Mr. Mollick is not a software engineer himself. This explains the book’s emphasis on training and task automation. All the same, there is valuable information on technical terms like pre-training, Frontier LLMs and the all-important ‘weights’—of which the original ChatGPT had no fewer than 175 billion.?

“LLMs work by predicting the most likely word to follow the prompt based on statistical patterns. LLMs are connection machines trained by generating relationships that may seem unrelated to humans” — Ethan Mollick

The Wharton professor takes a mostly optimistic viewpoint as he shares his experiments with AI. While financial risk management lies outside the scope of the book, the author cites a University of Chicago experiment where ChatGPT “outperforms more specialised models” when analysing financial risks.

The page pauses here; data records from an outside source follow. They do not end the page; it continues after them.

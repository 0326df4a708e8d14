//! The fixed 100-class label domain.

/// Number of possible doubles, 00-99.
pub const LABEL_COUNT: usize = 100;

/// Zero-padded label key used in probability outputs.
pub fn label_key(label: usize) -> String {
    format!("{:02}", label)
}

pub fn all_labels() -> impl Iterator<Item = usize> {
    0..LABEL_COUNT
}

/// Labels sorted by descending probability. Ties keep ascending label order.
pub fn ranked_labels(probabilities: &[f64]) -> Vec<usize> {
    let mut order: Vec<usize> = (0..probabilities.len()).collect();
    order.sort_by(|&a, &b| probabilities[b].total_cmp(&probabilities[a]));
    order
}
//! Softmax gradient-boosted classifier over the 100-label space.
//!
//! Every boosting round fits one smartcore regression tree per observed class
//! on the softmax residuals of a row sample, restricted to a column sample.
//! Labels never seen in training keep their smoothed prior logit, so the
//! output is always a full, strictly positive distribution over all 100 labels.

use crate::domain::errors::{ModelError, TrainingError};
use crate::domain::ml::label_space::LABEL_COUNT;
use rand::rngs::StdRng;
use rand::seq::index;
use rand::SeedableRng;
use serde::{Deserialize, Serialize};
use smartcore::linalg::basic::matrix::DenseMatrix;
use smartcore::tree::decision_tree_regressor::{
    DecisionTreeRegressor, DecisionTreeRegressorParameters,
};
use std::collections::BTreeSet;
use std::fmt;

type RegressionTree = DecisionTreeRegressor<f64, f64, DenseMatrix<f64>, Vec<f64>>;

/// Additive smoothing applied to the class prior.
const PRIOR_ALPHA: f64 = 1.0;

/// Classifier hyperparameters
#[derive(Debug, Clone, Copy, PartialEq, Serialize, Deserialize)]
pub struct BoostingParams {
    pub max_depth: u16,
    pub learning_rate: f64,
    pub n_estimators: usize,
    /// Fraction of rows sampled per round, in (0, 1].
    pub subsample: f64,
    /// Fraction of columns sampled per round, in (0, 1].
    pub colsample_bytree: f64,
}

impl Default for BoostingParams {
    fn default() -> Self {
        Self {
            max_depth: 3,
            learning_rate: 0.1,
            n_estimators: 100,
            subsample: 1.0,
            colsample_bytree: 1.0,
        }
    }
}

impl BoostingParams {
    pub fn validate(&self) -> Result<(), TrainingError> {
        let invalid = |reason: String| Err(TrainingError::InvalidConfig { reason });
        if self.max_depth == 0 {
            return invalid("max_depth must be at least 1".to_string());
        }
        if self.n_estimators == 0 {
            return invalid("n_estimators must be at least 1".to_string());
        }
        if !(self.learning_rate > 0.0 && self.learning_rate.is_finite()) {
            return invalid(format!("learning_rate must be positive, got {}", self.learning_rate));
        }
        if !(self.subsample > 0.0 && self.subsample <= 1.0) {
            return invalid(format!("subsample must be in (0, 1], got {}", self.subsample));
        }
        if !(self.colsample_bytree > 0.0 && self.colsample_bytree <= 1.0) {
            return invalid(format!(
                "colsample_bytree must be in (0, 1], got {}",
                self.colsample_bytree
            ));
        }
        Ok(())
    }
}

impl fmt::Display for BoostingParams {
    fn fmt(&self, f: &mut fmt::Formatter<'_>) -> fmt::Result {
        write!(
            f,
            "depth={} lr={} trees={} subsample={} colsample={}",
            self.max_depth,
            self.learning_rate,
            self.n_estimators,
            self.subsample,
            self.colsample_bytree
        )
    }
}

#[derive(Serialize, Deserialize)]
struct BoostingRound {
    /// Feature columns this round's trees were fitted on.
    columns: Vec<usize>,
    /// One tree per entry of `classes`.
    trees: Vec<RegressionTree>,
}

#[derive(Serialize, Deserialize)]
pub struct GradientBoostedClassifier {
    params: BoostingParams,
    n_features: usize,
    /// Label decoder: class index -> label (0-99).
    classes: Vec<u8>,
    base_logits: Vec<f64>,
    rounds: Vec<BoostingRound>,
}

impl fmt::Debug for GradientBoostedClassifier {
    fn fmt(&self, f: &mut fmt::Formatter<'_>) -> fmt::Result {
        f.debug_struct("GradientBoostedClassifier")
            .field("params", &self.params)
            .field("n_features", &self.n_features)
            .field("classes", &self.classes.len())
            .field("rounds", &self.rounds.len())
            .finish()
    }
}

impl GradientBoostedClassifier {
    /// Fit on rows `x` with labels `y` (each 0-99).
    pub fn fit(
        x: &[Vec<f64>],
        y: &[u8],
        params: BoostingParams,
        seed: u64,
    ) -> Result<Self, TrainingError> {
        params.validate()?;
        if x.is_empty() {
            return Err(TrainingError::InsufficientData {
                available: 0,
                required: 1,
            });
        }
        if x.len() != y.len() {
            return Err(TrainingError::Classifier {
                reason: format!("{} rows but {} labels", x.len(), y.len()),
            });
        }
        let n_features = x[0].len();
        if n_features == 0 || x.iter().any(|row| row.len() != n_features) {
            return Err(TrainingError::Classifier {
                reason: "rows must share a non-zero width".to_string(),
            });
        }
        if let Some(&bad) = y.iter().find(|&&label| usize::from(label) >= LABEL_COUNT) {
            return Err(TrainingError::Classifier {
                reason: format!("label {} outside the label space", bad),
            });
        }

        let classes: Vec<u8> = y.iter().copied().collect::<BTreeSet<_>>().into_iter().collect();
        let base_logits = prior_logits(y);

        let n = x.len();
        let mut logits: Vec<Vec<f64>> = vec![base_logits.clone(); n];
        let mut rng = StdRng::seed_from_u64(seed);
        let mut rounds = Vec::with_capacity(params.n_estimators);

        let tree_params =
            DecisionTreeRegressorParameters::default().with_max_depth(params.max_depth);

        for _ in 0..params.n_estimators {
            let probs: Vec<Vec<f64>> = logits.iter().map(|l| softmax(l)).collect();
            let rows = sample_indices(&mut rng, n, params.subsample);
            let columns = sample_indices(&mut rng, n_features, params.colsample_bytree);

            let sampled = project(x, &rows, &columns)?;
            let all_rows: Vec<usize> = (0..n).collect();
            let full = project(x, &all_rows, &columns)?;

            let mut trees = Vec::with_capacity(classes.len());
            for &label in &classes {
                let l = usize::from(label);
                let residuals: Vec<f64> = rows
                    .iter()
                    .map(|&i| indicator(y[i] == label) - probs[i][l])
                    .collect();
                let tree = RegressionTree::fit(&sampled, &residuals, tree_params.clone())
                    .map_err(|e| TrainingError::Classifier {
                        reason: format!("tree fit failed: {}", e),
                    })?;
                let update = tree.predict(&full).map_err(|e| TrainingError::Classifier {
                    reason: format!("tree predict failed: {}", e),
                })?;
                for (row_logits, step) in logits.iter_mut().zip(update) {
                    row_logits[l] += params.learning_rate * step;
                }
                trees.push(tree);
            }
            rounds.push(BoostingRound { columns, trees });
        }

        Ok(Self {
            params,
            n_features,
            classes,
            base_logits,
            rounds,
        })
    }

    /// Observed labels, in class-index order.
    pub fn classes(&self) -> &[u8] {
        &self.classes
    }

    /// Probability distribution over all 100 labels for each row.
    pub fn predict_proba(&self, x: &[Vec<f64>]) -> Result<Vec<Vec<f64>>, ModelError> {
        if let Some(row) = x.iter().find(|row| row.len() != self.n_features) {
            return Err(ModelError::Prediction {
                reason: format!(
                    "expected {} features per row, got {}",
                    self.n_features,
                    row.len()
                ),
            });
        }
        if x.is_empty() {
            return Ok(Vec::new());
        }

        let mut logits: Vec<Vec<f64>> = vec![self.base_logits.clone(); x.len()];
        let all_rows: Vec<usize> = (0..x.len()).collect();
        for round in &self.rounds {
            let matrix = project(x, &all_rows, &round.columns).map_err(|e| {
                ModelError::Prediction {
                    reason: e.to_string(),
                }
            })?;
            for (tree, &label) in round.trees.iter().zip(&self.classes) {
                let update = tree.predict(&matrix).map_err(|e| ModelError::Prediction {
                    reason: format!("tree predict failed: {}", e),
                })?;
                for (row_logits, step) in logits.iter_mut().zip(update) {
                    row_logits[usize::from(label)] += self.params.learning_rate * step;
                }
            }
        }
        Ok(logits.iter().map(|l| softmax(l)).collect())
    }

    pub fn predict_proba_one(&self, x: &[f64]) -> Result<Vec<f64>, ModelError> {
        self.predict_proba(&[x.to_vec()])?
            .pop()
            .ok_or_else(|| ModelError::Prediction {
                reason: "no prediction returned".to_string(),
            })
    }
}

/// Log of the Laplace-smoothed label frequencies over the full label space.
fn prior_logits(y: &[u8]) -> Vec<f64> {
    let mut counts = [0usize; LABEL_COUNT];
    for &label in y {
        counts[usize::from(label)] += 1;
    }
    let denom = y.len() as f64 + PRIOR_ALPHA * LABEL_COUNT as f64;
    counts
        .iter()
        .map(|&c| ((c as f64 + PRIOR_ALPHA) / denom).ln())
        .collect()
}

pub fn softmax(logits: &[f64]) -> Vec<f64> {
    let max = logits.iter().copied().fold(f64::NEG_INFINITY, f64::max);
    let exps: Vec<f64> = logits.iter().map(|&l| (l - max).exp()).collect();
    let total: f64 = exps.iter().sum();
    exps.into_iter().map(|e| e / total).collect()
}

fn indicator(value: bool) -> f64 {
    if value { 1.0 } else { 0.0 }
}

/// Sorted indices of a `fraction` sample of `0..n`, at least one.
fn sample_indices(rng: &mut StdRng, n: usize, fraction: f64) -> Vec<usize> {
    let amount = ((n as f64 * fraction).ceil() as usize).clamp(1, n.max(1));
    if amount >= n {
        return (0..n).collect();
    }
    let mut picked = index::sample(rng, n, amount).into_vec();
    picked.sort_unstable();
    picked
}

fn project(
    x: &[Vec<f64>],
    rows: &[usize],
    columns: &[usize],
) -> Result<DenseMatrix<f64>, TrainingError> {
    let data: Vec<Vec<f64>> = rows
        .iter()
        .map(|&r| columns.iter().map(|&c| x[r][c]).collect())
        .collect();
    DenseMatrix::from_2d_vec(&data).map_err(|e| TrainingError::Classifier {
        reason: format!("Matrix error: {}", e),
    })
}
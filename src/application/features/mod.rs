//! Feature engineering over draw histories.

pub mod calendar;
pub mod digits;
pub mod engine;
pub mod transitions;

pub use engine::compute;
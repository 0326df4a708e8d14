//! Feature Engine
//!
//! Maps a chronological draw history and a target date to a [`FeatureVector`].
//! Only draws strictly before the target date are ever read; the draw being
//! predicted never contributes to its own features.
//!
//! Slots that describe "the current pairing" (sums, digit roots, digit
//! decompositions, pair comparisons, streaks) are taken from the anchor, the
//! most recent prior draw. With an empty history they stay at 0.0.

use super::calendar;
use super::digits::{digit_histogram, digit_root, trailing, trailing_mean, trailing_run};
use super::transitions::TransitionMatrix;
use crate::domain::draw::DrawRecord;
use crate::domain::ml::feature_registry::{FeatureId, FeatureVector};
use chrono::NaiveDate;

/// Draw-count windows for the moving averages.
pub const MOVING_AVERAGE_WINDOWS: [usize; 3] = [7, 14, 30];

/// Draw-count window for the digit histograms.
pub const FREQUENCY_WINDOW: usize = 30;

/// Draw-count window that `recency_index` is measured against.
pub const RECENCY_WINDOW: usize = 30;

const MA_SLOTS: [(FeatureId, FeatureId, FeatureId, FeatureId); 3] = [
    (
        FeatureId::OpenSumMa7,
        FeatureId::CloseSumMa7,
        FeatureId::DoubleTensMa7,
        FeatureId::DoubleUnitsMa7,
    ),
    (
        FeatureId::OpenSumMa14,
        FeatureId::CloseSumMa14,
        FeatureId::DoubleTensMa14,
        FeatureId::DoubleUnitsMa14,
    ),
    (
        FeatureId::OpenSumMa30,
        FeatureId::CloseSumMa30,
        FeatureId::DoubleTensMa30,
        FeatureId::DoubleUnitsMa30,
    ),
];

/// Compute the feature vector for `target` from an ascending `history`.
///
/// Records dated on or after `target` are ignored, so callers may pass the
/// full history. Deterministic and defined for any history length.
pub fn compute(history: &[DrawRecord], target: NaiveDate) -> FeatureVector {
    let cut = history.partition_point(|r| r.date < target);
    let prior = &history[..cut];

    let mut fv = FeatureVector::default();
    set_calendar(&mut fv, prior, target);
    set_moving_averages(&mut fv, prior);
    set_frequencies(&mut fv, prior);
    set_transitions(&mut fv, prior);
    if let Some(anchor) = prior.last() {
        set_anchor(&mut fv, anchor);
        set_streaks(&mut fv, prior);
    }
    fv
}

fn set_calendar(fv: &mut FeatureVector, prior: &[DrawRecord], target: NaiveDate) {
    fv.set(FeatureId::DayOfWeek, f64::from(calendar::day_of_week(target)));
    fv.set(FeatureId::IsWeekend, flag(calendar::is_weekend(target)));
    fv.set(FeatureId::WeekOfMonth, f64::from(calendar::week_of_month(target)));

    let (month_sin, month_cos) = calendar::month_cycle(target);
    fv.set(FeatureId::MonthSin, month_sin);
    fv.set(FeatureId::MonthCos, month_cos);
    let (day_sin, day_cos) = calendar::day_cycle(target);
    fv.set(FeatureId::DaySin, day_sin);
    fv.set(FeatureId::DayCos, day_cos);

    if let Some(oldest) = trailing(prior, RECENCY_WINDOW).first() {
        fv.set(
            FeatureId::RecencyIndex,
            (target - oldest.date).num_days() as f64,
        );
    }
}

fn set_moving_averages(fv: &mut FeatureVector, prior: &[DrawRecord]) {
    let open_sums: Vec<f64> = prior.iter().map(|r| f64::from(r.open3.digit_sum())).collect();
    let close_sums: Vec<f64> = prior.iter().map(|r| f64::from(r.close3.digit_sum())).collect();
    let tens: Vec<f64> = prior.iter().map(|r| f64::from(r.tens())).collect();
    let units: Vec<f64> = prior.iter().map(|r| f64::from(r.units())).collect();

    for (window, (open_id, close_id, tens_id, units_id)) in
        MOVING_AVERAGE_WINDOWS.into_iter().zip(MA_SLOTS)
    {
        fv.set(open_id, trailing_mean(&open_sums, window));
        fv.set(close_id, trailing_mean(&close_sums, window));
        fv.set(tens_id, trailing_mean(&tens, window));
        fv.set(units_id, trailing_mean(&units, window));
    }
}

fn set_frequencies(fv: &mut FeatureVector, prior: &[DrawRecord]) {
    let tens: Vec<u8> = prior.iter().map(DrawRecord::tens).collect();
    let units: Vec<u8> = prior.iter().map(DrawRecord::units).collect();
    let tens_hist = digit_histogram(&tens, FREQUENCY_WINDOW);
    let units_hist = digit_histogram(&units, FREQUENCY_WINDOW);

    for digit in 0..10u8 {
        fv.set(
            FeatureId::tens_freq(digit),
            f64::from(tens_hist[usize::from(digit)]),
        );
        fv.set(
            FeatureId::units_freq(digit),
            f64::from(units_hist[usize::from(digit)]),
        );
    }
}

fn set_transitions(fv: &mut FeatureVector, prior: &[DrawRecord]) {
    let Some(anchor) = prior.last() else {
        return;
    };
    let tens: Vec<u8> = prior.iter().map(DrawRecord::tens).collect();
    let units: Vec<u8> = prior.iter().map(DrawRecord::units).collect();
    let tens_matrix = TransitionMatrix::from_sequence(&tens);
    let units_matrix = TransitionMatrix::from_sequence(&units);

    if prior.len() >= 2 {
        let prev = &prior[prior.len() - 2];
        let into_current = (tens_matrix.probability(prev.tens(), anchor.tens())
            + units_matrix.probability(prev.units(), anchor.units()))
            / 2.0;
        fv.set(FeatureId::AvgTransitionToCurrent, into_current);
    }

    let entropy =
        (tens_matrix.row_entropy(anchor.tens()) + units_matrix.row_entropy(anchor.units())) / 2.0;
    fv.set(FeatureId::TransitionEntropy, entropy);
}

fn set_anchor(fv: &mut FeatureVector, anchor: &DrawRecord) {
    let open_sum = anchor.open3.digit_sum();
    let close_sum = anchor.close3.digit_sum();

    fv.set(FeatureId::OpenSum, f64::from(open_sum));
    fv.set(FeatureId::CloseSum, f64::from(close_sum));
    fv.set(FeatureId::DigitRootOpen, f64::from(digit_root(open_sum)));
    fv.set(FeatureId::DigitRootClose, f64::from(digit_root(close_sum)));
    fv.set(FeatureId::OpenTens, f64::from(anchor.open3.tens()));
    fv.set(FeatureId::OpenUnits, f64::from(anchor.open3.units()));
    fv.set(FeatureId::CloseTens, f64::from(anchor.close3.tens()));
    fv.set(FeatureId::CloseUnits, f64::from(anchor.close3.units()));
    fv.set(FeatureId::DoubleTens, f64::from(anchor.tens()));
    fv.set(FeatureId::DoubleUnits, f64::from(anchor.units()));
    fv.set(FeatureId::SumProduct, f64::from(open_sum * close_sum));
    fv.set(
        FeatureId::DoubleSum,
        f64::from(anchor.tens() + anchor.units()),
    );

    let (open, close) = (anchor.open3, anchor.close3);
    fv.set(
        FeatureId::IsSwap,
        flag(open.tens() == close.units() && open.units() == close.tens()),
    );
    fv.set(
        FeatureId::TensDiff,
        f64::from(open.tens()) - f64::from(close.tens()),
    );
    fv.set(
        FeatureId::UnitsDiff,
        f64::from(open.units()) - f64::from(close.units()),
    );
    fv.set(
        FeatureId::SumDiff,
        f64::from(open_sum) - f64::from(close_sum),
    );
}

fn set_streaks(fv: &mut FeatureVector, prior: &[DrawRecord]) {
    let doubles: Vec<u8> = prior.iter().map(|r| r.double.value()).collect();
    let tens: Vec<u8> = prior.iter().map(DrawRecord::tens).collect();
    let units: Vec<u8> = prior.iter().map(DrawRecord::units).collect();

    fv.set(FeatureId::DoubleStreak, trailing_run(&doubles) as f64);
    fv.set(FeatureId::TensStreak, trailing_run(&tens) as f64);
    fv.set(FeatureId::UnitsStreak, trailing_run(&units) as f64);
}

fn flag(value: bool) -> f64 {
    if value { 1.0 } else { 0.0 }
}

Mr Mollick’s key point: your most productive workers will “blend machine and person” by working in co-intelligence alongside LLM models that are set to become much more powerful. But they will also need to manage the inherent risks of laziness, boredom and cheating.?


Five useful links

  1. McKinsey on Travel. A Skift + McKinsey report on “The Evolving Travel Experience” shows that 52 % of Gen Zers say they splurge on experiences, compared with only 29% of baby boomers. Platforms can also lower payment and communication hurdles for a traveller, particularly when operators transact in foreign currencies.
  2. GBP ups and downs. A Financial Times article singles out GBP as "the best performing of the G10 group of most heavily traded currencies". The article cites a $1.40 forecast for GBP-USD. Having derided GBP as the British peso in 2022, forecasters now see it as the best performer in 2024. What's the point? Here’s Kantox’s view: "Keep calm and automate”.
  3. Korea's reliance on China. A report by the Export-Import Bank of Korea shows that chipmakers’ reliance on raw materials imported from China deepened in 2023, as "Chinese materials remain cost-competitive". The country relies on Chinese imports for 5 out of 6 key raw materials for semiconductors.
  4. Central Bank Digital Currencies. The Reserve Bank of Australia is endorsing a wholesale —rather than retail— CBDC. Its benefits to the economy are seen as more promising, and the challenges less problematic compared to a retail version. It's "more evolution than revolution". Central banks are growing increasingly cautious about CBDCs.
  5. Exchange Traded Funds. Bloomberg notes that ETFs have just surpassed the $10 trillion mark in assets under management. Lessons for FX risk managers: (1) Avoid timing the market (about 93% of ETFs are passive replicators); (2) Achieve operational brilliance with automation; (3) Implement scalable solutions.